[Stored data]
==============================

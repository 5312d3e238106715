use anyhow::Result;
use clap::Parser;
use console::style;
use dialoguer::{Confirm, Input, Select, theme::ColorfulTheme};
use indicatif::{ProgressBar, ProgressStyle};
use quickstart_core::assets::FsAssetInstaller;
use quickstart_core::bootstrap::{NativeRuntime, WaitIndicator};
use quickstart_core::event_loop::{EventLoop, Token};
use quickstart_core::firmware::FsFirmwareInstaller;
use quickstart_core::layout::Layout;
use quickstart_core::onboarding::{Command, Notices, Onboarding, Phase};
use quickstart_core::probe::SystemProbe;
use quickstart_core::schema::{ConfigKey, FONT_SELECTION_BUILTIN, FONT_SELECTION_CUSTOM};
use quickstart_core::task::ProgressSurface;
use quickstart_core::wizard::Step;
use std::collections::HashMap;
use std::path::PathBuf;
use std::sync::atomic::{AtomicBool, Ordering};
use std::sync::{Arc, Once, OnceLock};
use std::time::Duration;
use tracing_subscriber::EnvFilter;

/// How long the main loop waits for a completion before rechecking Ctrl+C.
const TICK: Duration = Duration::from_millis(100);

#[derive(Parser)]
#[command(name = "quickstart")]
#[command(about = "Interactive first-run setup for the emulator", version)]
struct Cli {
    /// Directory the configuration, firmware, fonts and drivers live in
    #[arg(long, value_name = "PATH", default_value = "./quickstart-data")]
    data_dir: PathBuf,

    /// Run setup again even if a configuration already exists
    #[arg(long)]
    reentry: bool,

    /// Vulkan device name, most preferred first (repeatable)
    #[arg(long = "gpu", value_name = "NAME")]
    gpus: Vec<String>,

    /// LLVM CPU target name, most preferred first (repeatable)
    #[arg(long = "cpu", value_name = "NAME")]
    cpus: Vec<String>,

    /// The device cannot load custom GPU drivers
    #[arg(long)]
    no_custom_driver: bool,

    /// Wait for the native runtime to load before showing setup
    #[arg(long)]
    delay_load: bool,
}

fn init_tracing() {
    static INIT: OnceLock<()> = OnceLock::new();
    INIT.get_or_init(|| {
        let filter = EnvFilter::try_from_default_env().unwrap_or_else(|_| EnvFilter::new("info"));
        let _ = tracing_subscriber::fmt()
            .with_env_filter(filter)
            .with_writer(std::io::stderr)
            .with_target(false)
            .try_init();
    });
}

fn spinner(message: &str) -> ProgressBar {
    let pb = ProgressBar::new_spinner();
    if let Ok(spinner_style) =
        ProgressStyle::default_spinner().template("{spinner:.blue} {msg} [{elapsed_precise}]")
    {
        pb.set_style(spinner_style.tick_strings(&["■  ", " ■ ", "  ■", " ■ ", "■■■"]));
    }
    pb.set_message(message.to_string());
    pb.enable_steady_tick(TICK);
    pb
}

/// One spinner per running task.
#[derive(Default)]
struct SpinnerProgress {
    bars: HashMap<Token, ProgressBar>,
}

impl ProgressSurface for SpinnerProgress {
    fn show(&mut self, task: Token, message: &str) {
        self.bars.insert(task, spinner(message));
    }

    fn hide(&mut self, task: Token) {
        if let Some(pb) = self.bars.remove(&task) {
            pb.finish_and_clear();
        }
    }
}

/// The blocking indicator shown while the runtime loads.
#[derive(Default)]
struct SpinnerWait {
    bar: Option<ProgressBar>,
}

impl WaitIndicator for SpinnerWait {
    fn show(&mut self, message: &str) {
        self.bar = Some(spinner(message));
    }

    fn dismiss(&mut self) {
        if let Some(pb) = self.bar.take() {
            pb.finish_and_clear();
        }
    }
}

struct ConsoleNotices;

impl Notices for ConsoleNotices {
    fn notice(&mut self, message: &str) {
        println!("{} {}", style("!").yellow().bold(), message);
    }
}

/// Stands in for the emulator's native library, which this front-end links
/// statically. Loading only has to happen once.
struct PreloadedRuntime {
    delay: bool,
    loaded: Once,
}

impl PreloadedRuntime {
    fn new(delay: bool) -> Self {
        Self {
            delay,
            loaded: Once::new(),
        }
    }
}

impl NativeRuntime for PreloadedRuntime {
    fn should_delay_load(&self) -> bool {
        self.delay && !self.loaded.is_completed()
    }

    fn load_library(&self) -> anyhow::Result<()> {
        self.loaded.call_once(|| tracing::debug!("native runtime loaded"));
        Ok(())
    }
}

/// What picking a menu entry does.
enum Choice {
    Run(Command),
    AskPath(&'static str, fn(PathBuf) -> Command),
    ConfirmQuit,
}

fn ask_path(prompt: &str) -> Result<PathBuf> {
    let path: String = Input::with_theme(&ColorfulTheme::default())
        .with_prompt(prompt)
        .interact_text()?;
    Ok(PathBuf::from(path.trim()))
}

/// Presents a final "Yes/No" confirmation to the user.
fn confirm_operation(prompt: &str) -> Result<bool> {
    let confirmation = Confirm::with_theme(&ColorfulTheme::default())
        .with_prompt(prompt)
        .default(false)
        .interact()?;

    Ok(confirmation)
}

fn print_step(screen: &Onboarding) {
    let wizard = screen.wizard();
    let step = screen.step();
    println!();
    println!(
        "{} {}",
        style(format!("[{}/{}]", wizard.position() + 1, wizard.steps().len())).dim(),
        style(step.title()).cyan().bold()
    );
    println!("  {}", step.description());

    match step {
        Step::Firmware => {
            let status = if screen.layout().firmware_installed() {
                style("installed").green().to_string()
            } else {
                style("not installed").red().to_string()
            };
            println!("  Firmware: {status}");
        }
        Step::Iso => {
            let dir = screen
                .iso_dir()
                .map_or_else(|| "(not set)".to_string(), |d| d.display().to_string());
            println!("  Game directory: {}", style(dir).cyan());
        }
        Step::Font => {
            println!("  Font: {}", style(screen.entry(ConfigKey::FontFileSelection)).cyan());
            let path = screen.entry(ConfigKey::CustomFontFilePath);
            if !path.is_empty() {
                println!("  Custom font: {}", style(path).cyan());
            }
        }
        Step::Driver => {
            println!("  Custom driver: {}", style(screen.entry(ConfigKey::UseCustomDriver)).cyan());
            let path = screen.entry(ConfigKey::CustomDriverLibraryPath);
            if !path.is_empty() {
                println!("  Library: {}", style(path).cyan());
            }
        }
        Step::Settings => {
            println!();
            for key in ConfigKey::ALL {
                println!("  {:<42} {}", key.path(), style(screen.entry(key)).cyan());
            }
        }
        Step::Welcome => {}
    }
    println!();
}

fn menu(screen: &Onboarding) -> Vec<(String, Choice)> {
    let mut items: Vec<(String, Choice)> = Vec::new();

    match screen.step() {
        Step::Welcome => {}
        Step::Firmware => items.push((
            "Install firmware from a file...".into(),
            Choice::AskPath("Path to PS3UPDAT.PUP", Command::InstallFirmware),
        )),
        Step::Iso => items.push((
            "Choose the game directory...".into(),
            Choice::AskPath("Game directory", Command::SelectIsoDir),
        )),
        Step::Font => {
            items.push((
                "Use the built-in font".into(),
                Choice::Run(Command::SetFontSelection(FONT_SELECTION_BUILTIN.into())),
            ));
            items.push((
                "Use a custom font".into(),
                Choice::Run(Command::SetFontSelection(FONT_SELECTION_CUSTOM.into())),
            ));
            items.push((
                "Install a font file...".into(),
                Choice::AskPath("Path to a .ttf, .ttc or .otf file", Command::SelectFont),
            ));
            for font in screen.installed_fonts() {
                items.push((
                    format!("Use installed font {font}"),
                    Choice::Run(Command::UseInstalledFont(font)),
                ));
            }
        }
        Step::Driver => {
            let enabled = screen.entry(ConfigKey::UseCustomDriver) == "true";
            let toggle = if enabled {
                "Use the system driver"
            } else {
                "Use a custom driver"
            };
            items.push((toggle.into(), Choice::Run(Command::SetCustomDriver(!enabled))));
            items.push((
                "Install a driver package...".into(),
                Choice::AskPath("Path to a .zip or .so driver", Command::SelectDriver),
            ));
            for driver in screen.installed_drivers() {
                items.push((
                    format!("Use installed driver {driver}"),
                    Choice::Run(Command::UseInstalledDriver(driver)),
                ));
            }
            items.push(("Rescan installed drivers".into(), Choice::Run(Command::Refresh)));
        }
        Step::Settings => {}
    }

    let wizard = screen.wizard();
    if wizard.is_last() {
        items.push(("Finish".into(), Choice::Run(Command::Finish)));
    } else {
        let label = if screen.next_enabled() {
            "Next".to_string()
        } else {
            format!("Next {}", style("(complete this step first)").dim())
        };
        items.push((label, Choice::Run(Command::Next)));
    }
    if !wizard.is_first() {
        items.push(("Back".into(), Choice::Run(Command::Prev)));
    }
    items.push(("Quit".into(), Choice::ConfirmQuit));
    items
}

/// Renders the current step and returns the command the user picked.
fn prompt(screen: &Onboarding) -> Result<Command> {
    let items = menu(screen);
    let labels: Vec<&str> = items.iter().map(|(label, _)| label.as_str()).collect();
    let selection = Select::with_theme(&ColorfulTheme::default())
        .with_prompt("What would you like to do?")
        .items(&labels)
        .default(0)
        .interact()?;

    let command = match &items[selection].1 {
        Choice::Run(command) => command.clone(),
        Choice::AskPath(question, make) => make(ask_path(question)?),
        Choice::ConfirmQuit => {
            if confirm_operation("Quit setup? Nothing will be saved.")? {
                Command::Quit
            } else {
                Command::Refresh
            }
        }
    };
    Ok(command)
}

/// Ctrl+C inside a prompt arrives as an interrupted read, not a signal.
fn interrupted(error: &anyhow::Error) -> bool {
    matches!(
        error.downcast_ref::<dialoguer::Error>(),
        Some(dialoguer::Error::IO(e)) if e.kind() == std::io::ErrorKind::Interrupted
    )
}

/// Pumps completions until no task is pending or the user hits Ctrl+C.
fn drain(screen: &mut Onboarding, event_loop: &mut EventLoop<Onboarding>, running: &AtomicBool) {
    while event_loop.pending() > 0 {
        if !running.load(Ordering::SeqCst) {
            screen.handle(Command::Quit, event_loop);
            return;
        }
        event_loop.dispatch_timeout(screen, TICK);
    }
}

fn main() -> Result<()> {
    init_tracing();

    // This flag allows for graceful cancellation of operations.
    let running = Arc::new(AtomicBool::new(true));
    let r = running.clone();

    // Set up the Ctrl+C handler to toggle the `running` flag.
    ctrlc::set_handler(move || {
        r.store(false, Ordering::SeqCst);
    })?;

    let cli = Cli::parse();

    let layout = Layout::new(&cli.data_dir);
    let probe = SystemProbe::new()
        .with_gpu_names(cli.gpus)
        .with_cpu_names(cli.cpus)
        .with_custom_driver(!cli.no_custom_driver);
    let mut screen = Onboarding::new(
        layout.clone(),
        Arc::new(probe),
        Arc::new(FsFirmwareInstaller::new(layout.firmware_dir())),
        Arc::new(FsAssetInstaller::new(layout.font_dir(), layout.driver_dir())),
        Box::new(ConsoleNotices),
    )
    .with_reentry(cli.reentry);

    let mut event_loop = EventLoop::new(SpinnerProgress::default());
    screen.start(
        &mut event_loop,
        Arc::new(PreloadedRuntime::new(cli.delay_load)),
        Box::new(SpinnerWait::default()),
    );
    drain(&mut screen, &mut event_loop, &running);

    let mut rendered = None;
    loop {
        match screen.phase() {
            Phase::Booting | Phase::Active => {}
            Phase::Unsupported => {
                println!(
                    "{} No Vulkan device was found. The emulator cannot run on this system.",
                    style("ERROR:").red().bold()
                );
                screen.handle(Command::Quit, &mut event_loop);
                continue;
            }
            Phase::HandedOff => {
                println!(
                    "\n✨ Setup complete. Configuration is in {}.",
                    style(layout.default_config_file().display()).cyan()
                );
                return Ok(());
            }
            Phase::Quit => {
                println!("Setup cancelled.");
                return Ok(());
            }
        }

        // Only redraw the step when something changed.
        let version = screen.revision().current();
        if rendered.is_none_or(|seen| screen.revision().changed_since(seen)) {
            print_step(&screen);
            rendered = Some(version);
        }

        let command = match prompt(&screen) {
            Ok(command) => command,
            Err(e) if interrupted(&e) || !running.load(Ordering::SeqCst) => Command::Quit,
            Err(e) => {
                screen.teardown(&mut event_loop);
                return Err(e);
            }
        };
        let command = if running.load(Ordering::SeqCst) {
            command
        } else {
            Command::Quit
        };
        screen.handle(command, &mut event_loop);
        drain(&mut screen, &mut event_loop, &running);
    }
}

==============================

Work to be completed ▸ Only those lines of the entries above that run from the line containing "if let Ok(spinner_style)" to the line containing "pb.set_message(message.to_string());", both included, should be transcribed exactly.

Result of this exercise ▸
    if let Ok(spinner_style) =
        ProgressStyle::default_spinner().template("{spinner:.blue} {msg} [{elapsed_precise}]")
    {
        pb.set_style(spinner_style.tick_strings(&["■  ", " ■ ", "  ■", " ■ ", "■■■"]));
    }
    pb.set_message(message.to_string());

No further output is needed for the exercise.